Of the members of that original Rangers International team of 1970-1975, fewer than 13 are now alive. In addition to Christian Chukwu, Emmanuel Okala and Johnny Egbuonu, the others still around include Dominic Nwobodo, Francis Nwosu, Kenneth Abana, Patrick Ilouno, John Uwanaka, Godwin Adimachukwu, Johnny Azinge, and Sylvester Onwuekwe. At the time of this writing, the remains of two leading members of that side – Stanley Okoronkwo and Harrison Mecha – lie in the mortuary, awaiting the final earthly rites for their mortal remains. 

At the peak of their powers, these men could have played for nearly any team in the world. At the time, however, the sport was poorly organised in Nigeria; management was non-existent; football administration was poor; attention to wellbeing of the athletes was haphazard at best; and sports science was only just beginning to receive attention globally. Neither fully professional nor indeed amateur, their careers were spent in a vocational no-man’s-land. Their wealth in public adulation did not easily or at all translate into material comfort.

At that time also, football administration was mostly run as part of the public sector. At the end of their sporting careers, some of them went into sport administration and management but, even then, their careers also suffered from the debilities of a disorganised public sector. As senior citizens today, the public sector has forgotten them and the legacies of that generation of great sporting attainments are at risk of being lost. 

At the personal level, Segun Odegbami, himself a leading member of that 1980 AfCON winning team, notes that these men – now senior citizens all – are today “slowed down now by arthritis – the ailment of retired footballers.” Some of them suffer a combination of even more serious ailments too and now spend considerable sums on medical bills.

To address this neglect and also preserve the sporting and civic legacies of the original Enugu Rangers International, it has become necessary to establish the Enugu Rangers Veterans Trust. This is currently led by the trio of Christian Chukwu, Emmanuel Okala and Johnny Egbuonu as incorporated trustees with the mandate to provide a convening framework for mobilising and governing the resources required to address pressing wellbeing needs of the living members of the Rangers originals and to preserve and document their legacies for the digital age. 

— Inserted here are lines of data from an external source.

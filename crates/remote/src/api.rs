use async_trait::async_trait;
use serde::Deserialize;
use vidgen_core::generation::GenerationRequest;
use vidgen_core::job::TaskSnapshot;

/// Response to a successful submission.
#[derive(Debug, Clone, PartialEq, Eq, Deserialize)]
pub struct SubmittedTask {
    /// Vendor-assigned task id.
    pub id: String,
}

/// Errors from the generation service layer.
#[derive(Debug, thiserror::Error)]
pub enum RemoteError {
    /// The HTTP request itself failed (network, DNS, TLS, timeout, decode).
    #[error("HTTP request failed: {0}")]
    Request(#[from] reqwest::Error),

    /// The configured API URL cannot carry a request path.
    #[error("Invalid generation API URL: {0}")]
    InvalidUrl(String),

    /// The vendor does not know this task id.
    #[error("Task {0} not found")]
    NotFound(String),

    /// The vendor returned a non-2xx status code.
    #[error("Generation API error ({status}): {body}")]
    ApiError {
        /// HTTP status code.
        status: u16,
        /// Raw response body for debugging.
        body: String,
    },
}

/// Submission and status lookup against the generation service.
///
/// Implementations apply no retry policy; every call is a single attempt.
#[async_trait]
pub trait GenerationService: Send + Sync {
    /// Queue one image-to-video job.
    async fn submit(&self, request: &GenerationRequest) -> Result<SubmittedTask, RemoteError>;

    /// Read the current state of a previously submitted job.
    async fn fetch_status(&self, task_id: &str) -> Result<TaskSnapshot, RemoteError>;
}
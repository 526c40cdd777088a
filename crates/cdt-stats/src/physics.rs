use cdt_core::errors::{CdtError, ErrorInfo};
use cdt_core::FitResult;

/// Cosmological constant `1 / (2 sigma^2)` from a measured length-profile width.
///
/// The uncertainty propagates as `sigma_err / sigma^3`.
pub fn cosmological_constant(std: FitResult) -> Result<FitResult, CdtError> {
    if !(std.estimate.is_finite() && std.estimate != 0.0) {
        return Err(CdtError::Range(
            ErrorInfo::new("zero-width", "cosmological constant needs a non-zero width")
                .with_context("std", std.estimate),
        ));
    }
    let sigma = std.estimate;
    Ok(FitResult::new(
        0.5 / (sigma * sigma),
        std.stderr / (sigma * sigma * sigma).abs(),
    ))
}
use std::error::Error;

use cdt_core::{CdtError, FitResult};
use cdt_stats::{
    batch_estimate, cosmological_constant, fit_power_law_origin, reduce, BatchedEstimate, FitOpts,
    PowerLawFit, ReductionRule,
};
use clap::Args;
use serde::Serialize;
use tracing::info;

use super::{
    analyse_runs, finish, load_config, load_run_matrix, select_runs, CommonArgs, RunOutcome,
    RunState,
};

#[derive(Args, Debug)]
pub struct ProfileArgs {
    #[command(flatten)]
    pub common: CommonArgs,
}

#[derive(Debug, Serialize)]
struct ProfileRun {
    samples: usize,
    width: BatchedEstimate,
    cosmological_constant: FitResult,
}

/// A scaling fit across system sizes, or the reason it could not be made.
#[derive(Debug, Serialize)]
struct Scaling {
    #[serde(skip_serializing_if = "Option::is_none")]
    fit: Option<PowerLawFit>,
    #[serde(skip_serializing_if = "Option::is_none")]
    error: Option<CdtError>,
}

impl From<Result<PowerLawFit, CdtError>> for Scaling {
    fn from(result: Result<PowerLawFit, CdtError>) -> Self {
        match result {
            Ok(fit) => Self {
                fit: Some(fit),
                error: None,
            },
            Err(err) => Self {
                fit: None,
                error: Some(err),
            },
        }
    }
}

#[derive(Debug, Serialize)]
struct ProfileReport {
    command: &'static str,
    batch_count: usize,
    runs: Vec<RunOutcome<ProfileRun>>,
    width_scaling: Scaling,
    lambda_scaling: Scaling,
}

fn mean(values: &[f64]) -> f64 {
    values.iter().sum::<f64>() / values.len() as f64
}

pub fn run(args: &ProfileArgs) -> Result<(), Box<dyn Error>> {
    let config = load_config(args.common.config.as_deref())?;
    let opts = config.fit_opts();
    let entries = select_runs(&args.common)?;
    let runs = analyse_runs(&entries, &config, |params| -> Result<ProfileRun, CdtError> {
        let matrix = load_run_matrix(&args.common.data, params, &config)?;
        let widths = reduce(&matrix, ReductionRule::StdDev)?;
        let width = batch_estimate(&widths, config.batch_count, |batch| Ok(mean(batch)))?;
        let lambda = cosmological_constant(width.result())?;
        info!(
            run = %params.name,
            width = width.mean,
            lambda = lambda.estimate,
            "slice-length width"
        );
        Ok(ProfileRun {
            samples: widths.len(),
            width,
            cosmological_constant: lambda,
        })
    })?;

    let mut lengths = Vec::new();
    let mut widths = Vec::new();
    let mut width_errors = Vec::new();
    let mut lambdas = Vec::new();
    for outcome in &runs {
        if let (RunState::Complete, Some(run)) = (outcome.state, &outcome.result) {
            lengths.push(outcome.length as f64);
            widths.push(run.width.mean);
            width_errors.push(run.width.stderr);
            lambdas.push(run.cosmological_constant.estimate);
        }
    }
    let weighted = FitOpts {
        absolute_sigma: true,
        ..opts.clone()
    };
    let width_scaling: Scaling =
        fit_power_law_origin(&lengths, &widths, Some(&width_errors), &weighted).into();
    let lambda_scaling: Scaling = fit_power_law_origin(&lengths, &lambdas, None, &opts).into();

    finish(
        &args.common.out,
        ProfileReport {
            command: "profile",
            batch_count: config.batch_count,
            runs,
            width_scaling,
            lambda_scaling,
        },
    )
}
use serde::{Deserialize, Serialize};

use crate::errors::{CdtError, ErrorInfo};

/// Sweep × time-slice matrix of slice lengths recorded during a run.
///
/// Row `i` is the measurement taken at Monte Carlo time `i`, column `j` the
/// length of time-slice `j`. Storage is row-major and never mutated after
/// construction.
#[derive(Debug, Clone, PartialEq, Eq, Serialize, Deserialize)]
#[serde(try_from = "MatrixRepr")]
pub struct RawRunMatrix {
    n_samples: usize,
    n_slices: usize,
    values: Vec<u32>,
}

/// Wire form of [`RawRunMatrix`], validated through [`RawRunMatrix::new`].
#[derive(Deserialize)]
struct MatrixRepr {
    n_samples: usize,
    n_slices: usize,
    values: Vec<u32>,
}

impl TryFrom<MatrixRepr> for RawRunMatrix {
    type Error = CdtError;

    fn try_from(repr: MatrixRepr) -> Result<Self, Self::Error> {
        RawRunMatrix::new(repr.n_samples, repr.n_slices, repr.values)
    }
}

impl RawRunMatrix {
    /// Builds a matrix from a row-major buffer.
    pub fn new(n_samples: usize, n_slices: usize, values: Vec<u32>) -> Result<Self, CdtError> {
        if n_samples == 0 || n_slices == 0 {
            return Err(CdtError::Shape(
                ErrorInfo::new("empty-matrix", "run matrix requires at least one row and column")
                    .with_context("n_samples", n_samples)
                    .with_context("n_slices", n_slices),
            ));
        }
        if values.len() != n_samples * n_slices {
            return Err(CdtError::Shape(
                ErrorInfo::new("buffer-size", "buffer length does not match the matrix shape")
                    .with_context("expected", n_samples * n_slices)
                    .with_context("actual", values.len()),
            ));
        }
        Ok(Self {
            n_samples,
            n_slices,
            values,
        })
    }

    /// Builds a matrix from individual rows, rejecting ragged input.
    pub fn from_rows(rows: Vec<Vec<u32>>) -> Result<Self, CdtError> {
        let n_samples = rows.len();
        let n_slices = rows.first().map(Vec::len).unwrap_or(0);
        let mut values = Vec::with_capacity(n_samples * n_slices);
        for (idx, row) in rows.into_iter().enumerate() {
            if row.len() != n_slices {
                return Err(CdtError::Shape(
                    ErrorInfo::new("ragged-rows", "all rows must have the same number of slices")
                        .with_context("row", idx)
                        .with_context("expected", n_slices)
                        .with_context("actual", row.len()),
                ));
            }
            values.extend(row);
        }
        Self::new(n_samples, n_slices, values)
    }

    /// Number of recorded samples (rows).
    pub fn n_samples(&self) -> usize {
        self.n_samples
    }

    /// Number of time-slices (columns).
    pub fn n_slices(&self) -> usize {
        self.n_slices
    }

    /// Row-major view of all values.
    pub fn values(&self) -> &[u32] {
        &self.values
    }

    /// Returns row `idx`; panics when out of bounds like slice indexing.
    pub fn row(&self, idx: usize) -> &[u32] {
        let start = idx * self.n_slices;
        &self.values[start..start + self.n_slices]
    }

    /// Iterates over the rows in Monte Carlo time order.
    pub fn rows(&self) -> impl ExactSizeIterator<Item = &[u32]> + '_ {
        self.values.chunks_exact(self.n_slices)
    }

    /// Drops the first `count` rows (burn-in) and returns the remainder.
    pub fn discard(&self, count: usize) -> Result<Self, CdtError> {
        if count >= self.n_samples {
            return Err(CdtError::Range(
                ErrorInfo::new("discard-count", "burn-in would discard every sample")
                    .with_context("discard_count", count)
                    .with_context("n_samples", self.n_samples),
            ));
        }
        Ok(Self {
            n_samples: self.n_samples - count,
            n_slices: self.n_slices,
            values: self.values[count * self.n_slices..].to_vec(),
        })
    }

    /// Mean over every entry of the matrix.
    pub fn grand_mean(&self) -> f64 {
        self.values.iter().map(|&v| f64::from(v)).sum::<f64>() / self.values.len() as f64
    }
}
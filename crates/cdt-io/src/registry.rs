use std::fs;
use std::path::{Path, PathBuf};

use cdt_core::errors::{CdtError, ErrorInfo};
use cdt_core::RunParameters;
use serde::{Deserialize, Serialize};
use tracing::{debug, warn};
use walkdir::WalkDir;

use crate::serde::from_json_slice;

/// A parameter record together with the file it was read from.
#[derive(Debug, Clone, PartialEq, Serialize, Deserialize)]
pub struct RunEntry {
    /// Path of the `.json` record.
    pub path: PathBuf,
    /// Parsed and validated parameters.
    pub params: RunParameters,
}

/// Selection of runs by lattice geometry and run kind.
#[derive(Debug, Clone, Default, PartialEq, Eq, Serialize, Deserialize)]
pub struct RunFilter {
    /// Keep only runs with exactly this many time-slices.
    #[serde(default)]
    pub timespan: Option<usize>,
    /// Keep only runs with exactly this slice length.
    #[serde(default)]
    pub length: Option<usize>,
    /// Keep only runs with at least this many time-slices.
    #[serde(default)]
    pub min_timespan: Option<usize>,
    /// Keep only measurement (or only test) runs.
    #[serde(default)]
    pub measurement: Option<bool>,
}

impl RunFilter {
    /// Whether `params` passes every configured criterion.
    pub fn matches(&self, params: &RunParameters) -> bool {
        self.timespan.map_or(true, |t| params.timespan == t)
            && self.length.map_or(true, |l| params.length == l)
            && self.min_timespan.map_or(true, |t| params.timespan >= t)
            && self.measurement.map_or(true, |m| params.is_measurement == m)
    }

    /// Retains the matching entries in their original order.
    pub fn apply(&self, entries: Vec<RunEntry>) -> Vec<RunEntry> {
        entries
            .into_iter()
            .filter(|entry| self.matches(&entry.params))
            .collect()
    }
}

/// Reads every `*.json` record directly inside `dir`, sorted by run name.
///
/// JSON files that do not parse as a run record (reports written next to the
/// data, say) are skipped with a warning. Records that parse but fail
/// validation are errors.
pub fn discover_runs(dir: &Path) -> Result<Vec<RunEntry>, CdtError> {
    if !dir.is_dir() {
        return Err(CdtError::NotFound(
            ErrorInfo::new("run-directory", "run directory does not exist")
                .with_context("path", dir.display()),
        ));
    }
    let mut entries = Vec::new();
    for entry in WalkDir::new(dir)
        .min_depth(1)
        .max_depth(1)
        .into_iter()
        .filter_map(Result::ok)
    {
        let path = entry.path();
        if !entry.file_type().is_file() || path.extension().and_then(|ext| ext.to_str()) != Some("json") {
            continue;
        }
        if let Some(record) = read_record(path)? {
            entries.push(record);
        }
    }
    entries.sort_by(|a, b| a.params.name.cmp(&b.params.name).then_with(|| a.path.cmp(&b.path)));
    debug!(dir = %dir.display(), runs = entries.len(), "discovered run records");
    Ok(entries)
}

fn read_record(path: &Path) -> Result<Option<RunEntry>, CdtError> {
    let bytes = fs::read(path).map_err(|err| {
        CdtError::NotFound(
            ErrorInfo::new("run-record", "failed to read run record")
                .with_context("path", path.display())
                .with_hint(err.to_string()),
        )
    })?;
    let params: RunParameters = match from_json_slice(&bytes) {
        Ok(params) => params,
        Err(err) => {
            warn!(path = %path.display(), error = %err, "skipping json file that is not a run record");
            return Ok(None);
        }
    };
    params
        .validate()
        .map_err(|err| err.with_context("path", path.display()))?;
    Ok(Some(RunEntry {
        path: path.to_path_buf(),
        params,
    }))
}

Last week in Enugu, I joined Christian Chukwu, Emmanuel Okala and Johnny Egbuonu, together with leading chartered accountant and former Chair of the Enugu Sports Club, Bennet Etiaba, in putting the final touches to preparations for the launch of this undertaking. Media partners also support this Rangers Veterans and Legacy project. Over the next month, there will be a formal rollout of this project. 

Although self-evident, the point of all of this nevertheless bears restating. There was a time in which sports generally and football in particular provided a glue for coexistence in Nigeria and many parts of Africa. The lessons from that age deserve attention in a time such as the present when advocates of coexistence are endangered and the people who made that age possible deserve acknowledgement as well as appreciation. In calling attention to their lives and distilling their stories, it is possible to hold out lessons that can make a significant difference to the fate of succeeding generations.